HEREDITY AND THE HALL OF FAME

By FREDERICK ADAMS WOODS, M.D.

LECTURER ON EUGENICS IN THE MASSACHUSETTS INSTITUTE OF TECHNOLOGY

WHAT is there in heredity? Ask the horseman, the dog fancier and the horticulturalist, and you will find that a belie! in heredity is the cardinal point of all their work. Among animals and plants nothing is more obvious than the general resemblance of offspring to parents and the stock from which they come. With the highest-priced Jersey, the blue ribbon horse or a prize-winning dog, goes always the pedigree as the essential guarantee of worth.

So in the general bodily features of human beings, no one questions the great force of inheritance or is surprised because those close of kin look very much alike. Similarities in eyes, nose, mouth, complexion, gestures or physique are accepted as a matter of course, and we never stop to wonder at what is in reality one of the greatest of all mysteries, the substantial repetition of the same sort of beings generation after generation. If heredity does so much in moulding the physical form, may it not do as much in determining the shape and quality of the brain, in short, the mental and moral man in his highest manifestation of genius—indeed the ego itself?
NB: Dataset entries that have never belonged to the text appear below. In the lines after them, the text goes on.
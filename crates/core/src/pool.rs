//! # Subject Pool
//!
//! Uniform random draws over every loaded subject. A draw ignores the day,
//! the time and earlier draws; there is no load balancing and no faculty
//! clash avoidance across sections. Randomness always comes from the caller
//! so runs are reproducible from a seed.

use rand::{Rng, seq::SliceRandom};
use tracing::debug;

use crate::{
    errors::{TimetableError, TimetableResult},
    models::{clock::ClockTime, timetable::Subject},
    preferences::PreferenceSet,
};

/// Outcome of one draw for a non-break slot.
#[derive(Debug, Clone, Copy, PartialEq, Eq)]
pub enum Draw<'a> {
    Subject(&'a Subject),
    /// A subject was drawn but a preference left the slot empty.
    Free,
}

#[derive(Debug, Clone, Default, PartialEq, Eq)]
pub struct SubjectPool {
    subjects: Vec<Subject>,
}

impl SubjectPool {
    /// Duplicate codes are kept; each entry is a separate candidate.
    pub fn load(subjects: Vec<Subject>) -> Self {
        Self { subjects }
    }

    pub fn subjects(&self) -> &[Subject] {
        &self.subjects
    }

    pub fn len(&self) -> usize {
        self.subjects.len()
    }

    pub fn is_empty(&self) -> bool {
        self.subjects.is_empty()
    }

    /// Draws the subject for the slot at `day`/`time`.
    ///
    /// The draw happens before the early-morning check, so a suppressed slot
    /// still consumes one value from `rng`.
    ///
    /// # Errors
    ///
    /// * `TimetableError::Configuration` - the pool is empty
    pub fn pick_for_slot<'a, R>(
        &'a self,
        rng: &mut R,
        day: &str,
        time: ClockTime,
        preferences: &PreferenceSet,
    ) -> TimetableResult<Draw<'a>>
    where
        R: Rng + ?Sized,
    {
        let subject = self.subjects.choose(rng).ok_or_else(|| {
            TimetableError::Configuration(format!(
                "subject pool is empty, cannot fill {} {}",
                day, time
            ))
        })?;

        if preferences.suppresses(time) {
            debug!(%day, %time, "early slot left free");
            return Ok(Draw::Free);
        }

        Ok(Draw::Subject(subject))
    }
}

#[cfg(test)]
mod tests {
    use rand::{SeedableRng, rngs::StdRng};

    use super::*;

    fn subject(code: &str) -> Subject {
        Subject {
            code: code.to_string(),
            name: format!("{} name", code),
            faculty_name: format!("{} faculty", code),
            lab: false,
        }
    }

    #[test]
    fn empty_pool_is_a_configuration_error() {
        let pool = SubjectPool::load(vec![]);
        let mut rng = StdRng::seed_from_u64(1);
        let err = pool
            .pick_for_slot(&mut rng, "Monday", ClockTime::at(11, 0), &PreferenceSet::default())
            .unwrap_err();
        assert!(matches!(err, TimetableError::Configuration(_)));
    }

    #[test]
    fn draws_come_from_the_pool() {
        let pool = SubjectPool::load(vec![subject("CS101"), subject("CS102")]);
        let mut rng = StdRng::seed_from_u64(7);
        for _ in 0..50 {
            match pool
                .pick_for_slot(&mut rng, "Monday", ClockTime::at(11, 0), &PreferenceSet::default())
                .unwrap()
            {
                Draw::Subject(s) => assert!(s.code == "CS101" || s.code == "CS102"),
                Draw::Free => panic!("no preference should free this slot"),
            }
        }
    }

    #[test]
    fn suppressed_draw_still_advances_rng() {
        let pool = SubjectPool::load(vec![subject("A"), subject("B"), subject("C")]);
        let early = PreferenceSet {
            avoid_early_mornings: true,
            ..Default::default()
        };

        let mut suppressed = StdRng::seed_from_u64(42);
        let mut plain = StdRng::seed_from_u64(42);
        assert_eq!(
            pool.pick_for_slot(&mut suppressed, "Monday", ClockTime::at(9, 0), &early)
                .unwrap(),
            Draw::Free
        );
        pool.pick_for_slot(&mut plain, "Monday", ClockTime::at(9, 0), &PreferenceSet::default())
            .unwrap();

        let next_after_suppressed = pool
            .pick_for_slot(&mut suppressed, "Monday", ClockTime::at(11, 0), &early)
            .unwrap();
        let next_after_plain = pool
            .pick_for_slot(&mut plain, "Monday", ClockTime::at(11, 0), &early)
            .unwrap();
        assert_eq!(next_after_suppressed, next_after_plain);
    }
}
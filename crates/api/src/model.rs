//! # Language-Model Clients
//!
//! Transport for the assisted generation path. A [`TimetableModel`] turns a
//! system instruction and a prompt into the raw text of the model's reply;
//! checking that reply is left to `timetablegen_core::external`.

use std::{sync::Arc, time::Duration};

use async_trait::async_trait;
use eyre::{Result, WrapErr, eyre};
use serde::{Deserialize, Serialize};
use serde_json::json;
use tracing::debug;

use crate::config::{ModelConfig, ModelService};

const OPENAI_URL: &str = "https://api.openai.com/v1/chat/completions";
const GEMINI_URL: &str = "https://generativelanguage.googleapis.com/v1beta/models";

/// A backend that completes a timetable prompt
#[async_trait]
pub trait TimetableModel: Send + Sync {
    /// Sends `prompt` under the `system` instruction and returns the reply text unchanged
    async fn complete(&self, system: &str, prompt: &str) -> Result<String>;
}

/// Builds the client for the configured service
pub fn client_from_config(config: &ModelConfig, timeout: Duration) -> Result<Arc<dyn TimetableModel>> {
    let http = reqwest::Client::builder()
        .timeout(timeout)
        .build()
        .wrap_err("Failed to build HTTP client")?;

    let client: Arc<dyn TimetableModel> = match config.service {
        ModelService::OpenAi => Arc::new(OpenAiClient {
            http,
            api_key: config.api_key.clone(),
            model: config.model.clone(),
        }),
        ModelService::Gemini => Arc::new(GeminiClient {
            http,
            api_key: config.api_key.clone(),
            model: config.model.clone(),
        }),
    };
    Ok(client)
}

/// Chat-completions client
pub struct OpenAiClient {
    http: reqwest::Client,
    api_key: String,
    model: String,
}

#[derive(Serialize)]
struct ChatMessage<'a> {
    role: &'a str,
    content: &'a str,
}

#[derive(Deserialize)]
struct ChatResponse {
    choices: Vec<ChatChoice>,
}

#[derive(Deserialize)]
struct ChatChoice {
    message: ChatReply,
}

#[derive(Deserialize)]
struct ChatReply {
    content: Option<String>,
}

#[async_trait]
impl TimetableModel for OpenAiClient {
    async fn complete(&self, system: &str, prompt: &str) -> Result<String> {
        debug!(model = %self.model, "requesting chat completion");
        let body = json!({
            "model": self.model,
            "messages": [
                ChatMessage { role: "system", content: system },
                ChatMessage { role: "user", content: prompt },
            ],
        });

        let response: ChatResponse = self
            .http
            .post(OPENAI_URL)
            .bearer_auth(&self.api_key)
            .json(&body)
            .send()
            .await
            .wrap_err("OpenAI request failed")?
            .error_for_status()
            .wrap_err("OpenAI returned an error status")?
            .json()
            .await
            .wrap_err("OpenAI response could not be decoded")?;

        Ok(response
            .choices
            .into_iter()
            .next()
            .and_then(|choice| choice.message.content)
            .unwrap_or_default())
    }
}

/// generateContent client
pub struct GeminiClient {
    http: reqwest::Client,
    api_key: String,
    model: String,
}

#[derive(Deserialize)]
struct GeminiResponse {
    #[serde(default)]
    candidates: Vec<GeminiCandidate>,
}

#[derive(Deserialize)]
struct GeminiCandidate {
    content: GeminiContent,
}

#[derive(Deserialize)]
struct GeminiContent {
    #[serde(default)]
    parts: Vec<GeminiPart>,
}

#[derive(Deserialize)]
struct GeminiPart {
    #[serde(default)]
    text: String,
}

#[async_trait]
impl TimetableModel for GeminiClient {
    async fn complete(&self, system: &str, prompt: &str) -> Result<String> {
        debug!(model = %self.model, "requesting content generation");
        let url = format!("{}/{}:generateContent", GEMINI_URL, self.model);
        let body = json!({
            "systemInstruction": { "parts": [{ "text": system }] },
            "contents": [{ "parts": [{ "text": prompt }] }],
        });

        let response: GeminiResponse = self
            .http
            .post(url)
            .query(&[("key", self.api_key.as_str())])
            .json(&body)
            .send()
            .await
            .wrap_err("Gemini request failed")?
            .error_for_status()
            .wrap_err("Gemini returned an error status")?
            .json()
            .await
            .wrap_err("Gemini response could not be decoded")?;

        let candidate = response
            .candidates
            .into_iter()
            .next()
            .ok_or_else(|| eyre!("Gemini returned no candidates"))?;
        Ok(candidate
            .content
            .parts
            .into_iter()
            .map(|part| part.text)
            .collect())
    }
}
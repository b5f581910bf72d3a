//! # Timetable Handlers
//!
//! Runs the deterministic engine for a request. Each call gets its own
//! seeded generator; the seed is the request's, then the server default,
//! then a fresh random one. The seed used is echoed back so a run can be
//! reproduced.

use std::sync::Arc;

use axum::{Json, extract::State};
use rand::{SeedableRng, rngs::StdRng};
use timetablegen_core::{
    TimetableError, generate,
    grid::{TimeGrid, build_grid},
    models::{
        request::{GenerateTimetableRequest, GenerateTimetableResponse},
        timetable::{ExportTable, WeeklySchedule},
    },
};
use tracing::info;

use crate::{ApiState, middleware::error_handling::AppError};

/// Picks the seed for one generation run
pub fn resolve_seed(request_seed: Option<u64>, default_seed: Option<u64>) -> u64 {
    request_seed
        .or(default_seed)
        .unwrap_or_else(rand::random)
}

struct Generated {
    seed: u64,
    grid: TimeGrid,
    timetables: WeeklySchedule,
}

/// Runs the engine on the blocking pool
async fn run(state: &ApiState, request: GenerateTimetableRequest) -> Result<Generated, AppError> {
    let seed = resolve_seed(request.seed, state.config.default_seed);

    let generated = tokio::task::spawn_blocking(move || {
        let mut rng = StdRng::seed_from_u64(seed);
        let timetables = generate(&request, &mut rng)?;
        let grid = build_grid(&request.grid_config())?;
        Ok::<_, TimetableError>(Generated {
            seed,
            grid,
            timetables,
        })
    })
    .await
    .map_err(|e| TimetableError::Generation(format!("timetable generation task failed: {e}")))??;

    info!(seed, sections = generated.timetables.len(), "timetables generated");
    Ok(generated)
}

/// Generates one schedule per section
///
/// # Endpoint
///
/// ```text
/// POST /api/timetables
/// ```
///
/// # Errors
///
/// * `TimetableError::Validation` - business rules failed (400)
/// * `TimetableError::Configuration` - bad grid, breaks or empty subject pool (422)
/// * `TimetableError::Generation` - the generation task did not complete (502)
#[axum::debug_handler]
pub async fn generate_timetable(
    State(state): State<Arc<ApiState>>,
    Json(payload): Json<GenerateTimetableRequest>,
) -> Result<Json<GenerateTimetableResponse>, AppError> {
    let generated = run(&state, payload).await?;

    Ok(Json(GenerateTimetableResponse {
        seed: generated.seed,
        grid: generated.grid.slots().to_vec(),
        timetables: generated.timetables,
    }))
}

/// Generates schedules and returns the flat `Day, Time, Subject, Faculty` rows per section
///
/// # Endpoint
///
/// ```text
/// POST /api/timetables/export
/// ```
#[axum::debug_handler]
pub async fn export_timetable(
    State(state): State<Arc<ApiState>>,
    Json(payload): Json<GenerateTimetableRequest>,
) -> Result<Json<ExportTable>, AppError> {
    let generated = run(&state, payload).await?;
    Ok(Json(generated.timetables.export_rows()))
}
Here we find differences of opinion, for man usually thinks of himself as in part at least a spiritual being, free to act according to his own will, unsubject to the laws of matter. In addition there is the fixed belief in so many quarters, that in the development of character and personality surroundings are of the first importance.

Thus heredity, environment and free will may be called the three rival claimants in the causation of mental and moral traits.

The last two have had many supporters, especially among philosophers and theologians. All the great schools of the past have taught that man's proneness to good and evil was either a fixed principle implanted within him without reference to heredity, or else was something to be modified by an effort of the will or by the influence of surroundings.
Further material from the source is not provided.